The amount spent on capital expenditures (“capex”) in the U.S. lodging industry is forecast to reach a record US$6 billion, an increase of 7% versus 2013, according to a study by Bjorn Hanson, clinical professor at the Preston Robert Tisch Center for Hospitality and Tourism at the NYU School of Professional Studies.

Expenditures have increased every year since 2010 after decreases of 40% in 2009 and an additional 18% in 2010 in response to decreasing occupancy, ADR, RevPAR and profits.

The expenditures in 2014 reflect deferred items from 2009 to 2012 and meeting new brand standards, ranging from new or enhanced in-room equipment to redesigned lobbies.

Although total 2013 U.S. capital expenditures were a record, the nominal amount per available room was slightly less (approximately 3%) than in 2008. The 2014 amount will be a record for both real and nominal values.

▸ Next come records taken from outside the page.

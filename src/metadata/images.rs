//! Artwork selection and download.

use super::provider::{ImageEntry, ImageSet, ImageTarget, MetadataProvider, ProviderError};
use crate::record::VideoRecord;
use crate::scanner::is_valid_image;
use nfoforge_common::SidecarStatus;
use std::path::{Path, PathBuf};
use tracing::{debug, warn};

/// Image language that selects images without any language.
pub const NO_LANGUAGE: &str = "null";

/// Chosen image path fragments for the three artwork sidecars.
#[derive(Debug, Clone, Default, PartialEq, Eq)]
pub struct Artwork {
    pub poster: Option<String>,
    pub fanart: Option<String>,
    pub logo: Option<String>,
}

impl Artwork {
    pub fn is_complete(&self) -> bool {
        self.poster.is_some() && self.fanart.is_some() && self.logo.is_some()
    }

    /// Fill every empty slot with the first image of its kind.
    pub fn fill_from(&mut self, set: &ImageSet) {
        fn first(slot: &mut Option<String>, entries: &[ImageEntry]) {
            if slot.is_none() {
                *slot = entries
                    .iter()
                    .map(|e| e.file_path.clone())
                    .find(|p| !p.is_empty());
            }
        }

        first(&mut self.poster, &set.posters);
        first(&mut self.fanart, &set.backdrops);
        first(&mut self.logo, &set.logos);
    }
}

/// The configured image languages followed by the no-language filter.
pub fn language_chain(preferred: &[String]) -> Vec<&str> {
    preferred
        .iter()
        .map(String::as_str)
        .filter(|l| *l != NO_LANGUAGE)
        .chain(std::iter::once(NO_LANGUAGE))
        .collect()
}

/// Query each target in turn, walking the language chain for each, until
/// all three artwork slots are filled.
pub async fn collect_artwork(
    provider: &dyn MetadataProvider,
    targets: &[ImageTarget],
    languages: &[&str],
    artwork: &mut Artwork,
) -> Result<(), ProviderError> {
    for target in targets {
        for language in languages {
            if artwork.is_complete() {
                return Ok(());
            }
            let set = provider.images(*target, language).await?;
            artwork.fill_from(&set);
        }
    }
    Ok(())
}

/// Errors while fetching or storing one artwork file.
#[derive(Debug, thiserror::Error)]
pub enum DownloadError {
    #[error(transparent)]
    Provider(#[from] ProviderError),

    #[error("failed to write {}: {source}", path.display())]
    Io {
        path: PathBuf,
        #[source]
        source: std::io::Error,
    },
}

async fn download_one(
    provider: &dyn MetadataProvider,
    image: Option<&str>,
    target: &Path,
) -> Result<SidecarStatus, DownloadError> {
    let Some(image) = image else {
        warn!(path = %target.display(), "No image available");
        return Ok(SidecarStatus::Missing);
    };

    let bytes = provider.download(image).await?;
    tokio::fs::write(target, &bytes)
        .await
        .map_err(|source| DownloadError::Io {
            path: target.to_path_buf(),
            source,
        })?;
    debug!(path = %target.display(), bytes = bytes.len(), "Saved image");

    Ok(if is_valid_image(&bytes) {
        SidecarStatus::Matched
    } else {
        SidecarStatus::Mismatched
    })
}

/// Download poster, fanart and logo to the record's sidecar paths and update
/// the matching statuses. Stops at the first failed download.
pub async fn download_artwork(
    provider: &dyn MetadataProvider,
    record: &mut VideoRecord,
    artwork: &Artwork,
) -> Result<(), DownloadError> {
    let sidecars = record.sidecars.clone();

    record.poster_status =
        download_one(provider, artwork.poster.as_deref(), &sidecars.poster).await?;
    record.fanart_status =
        download_one(provider, artwork.fanart.as_deref(), &sidecars.fanart).await?;
    record.clearlogo_status =
        download_one(provider, artwork.logo.as_deref(), &sidecars.clearlogo).await?;
    Ok(())
}
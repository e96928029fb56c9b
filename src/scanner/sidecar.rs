//! Sidecar file validation.
//!
//! Images are checked by their leading and trailing bytes, and only those
//! bytes are read from disk: a JPEG must start with `FF D8` and end with
//! `FF D9`, a PNG must carry the 8-byte PNG signature and end with the IEND
//! chunk. Anything else, including a file cut short mid-download, is
//! `Mismatched`.

use crate::nfo::{read_nfo, XmlElement};
use nfoforge_common::SidecarStatus;
use std::fs::File;
use std::io::{self, Read, Seek, SeekFrom};
use std::path::Path;
use tracing::{debug, warn};

const JPEG_HEADER: [u8; 2] = [0xFF, 0xD8];
const JPEG_TRAILER: [u8; 2] = [0xFF, 0xD9];
const PNG_SIGNATURE: [u8; 8] = [0x89, 0x50, 0x4E, 0x47, 0x0D, 0x0A, 0x1A, 0x0A];
const PNG_TRAILER: [u8; 8] = [0x49, 0x45, 0x4E, 0x44, 0xAE, 0x42, 0x60, 0x82];

/// Bytes kept from each end of a file; the longest signature.
const EDGE_LEN: usize = 8;

pub fn is_valid_jpeg(bytes: &[u8]) -> bool {
    bytes.len() >= JPEG_HEADER.len() + JPEG_TRAILER.len()
        && bytes.starts_with(&JPEG_HEADER)
        && bytes.ends_with(&JPEG_TRAILER)
}

pub fn is_valid_png(bytes: &[u8]) -> bool {
    bytes.len() >= PNG_SIGNATURE.len() + PNG_TRAILER.len()
        && bytes.starts_with(&PNG_SIGNATURE)
        && bytes.ends_with(&PNG_TRAILER)
}

/// Validate as PNG when the PNG signature is present, otherwise as JPEG.
pub fn is_valid_image(bytes: &[u8]) -> bool {
    if bytes.starts_with(&PNG_SIGNATURE) {
        is_valid_png(bytes)
    } else {
        is_valid_jpeg(bytes)
    }
}

pub fn check_image(path: &Path) -> SidecarStatus {
    if !path.exists() {
        return SidecarStatus::Missing;
    }

    match read_edges(path) {
        Ok(bytes) if is_valid_image(&bytes) => SidecarStatus::Matched,
        Ok(_) => {
            debug!(path = %path.display(), "Image signature mismatch");
            SidecarStatus::Mismatched
        }
        Err(e) => {
            warn!(path = %path.display(), error = %e, "Failed to read image");
            SidecarStatus::Mismatched
        }
    }
}

/// The first and last [`EDGE_LEN`] bytes of a file, joined.
///
/// Files no longer than both edges together are read whole.
fn read_edges(path: &Path) -> io::Result<Vec<u8>> {
    let mut file = File::open(path)?;
    let len = file.metadata()?.len();

    if len <= (2 * EDGE_LEN) as u64 {
        let mut bytes = Vec::with_capacity(len as usize);
        file.read_to_end(&mut bytes)?;
        return Ok(bytes);
    }

    let mut bytes = vec![0; 2 * EDGE_LEN];
    file.read_exact(&mut bytes[..EDGE_LEN])?;
    file.seek(SeekFrom::End(-(EDGE_LEN as i64)))?;
    file.read_exact(&mut bytes[EDGE_LEN..])?;
    Ok(bytes)
}

/// Status of an NFO file, with its parsed root when it matched.
pub fn check_nfo(path: &Path) -> (SidecarStatus, Option<XmlElement>) {
    if !path.exists() {
        return (SidecarStatus::Missing, None);
    }

    match read_nfo(path) {
        Ok(root) => (SidecarStatus::Matched, Some(root)),
        Err(e) => {
            debug!(path = %path.display(), error = %e, "NFO mismatch");
            (SidecarStatus::Mismatched, None)
        }
    }
}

Previous flexibility on implementing improvements is disappearing, according to Hanson, as brands and management companies are now requiring these improvements to maintain quality and brand standards.

In addition to brand and management company influence over capital expenditures, social media postings are resulting in additional capital expenditures as owners become more aware of and respond to criticisms and unfavorable comments.

These estimates are based on interviews with selected hotel executives (including brand and management company representatives) and design and construction executives, an analysis of brand standards and other sources including press releases and media reports.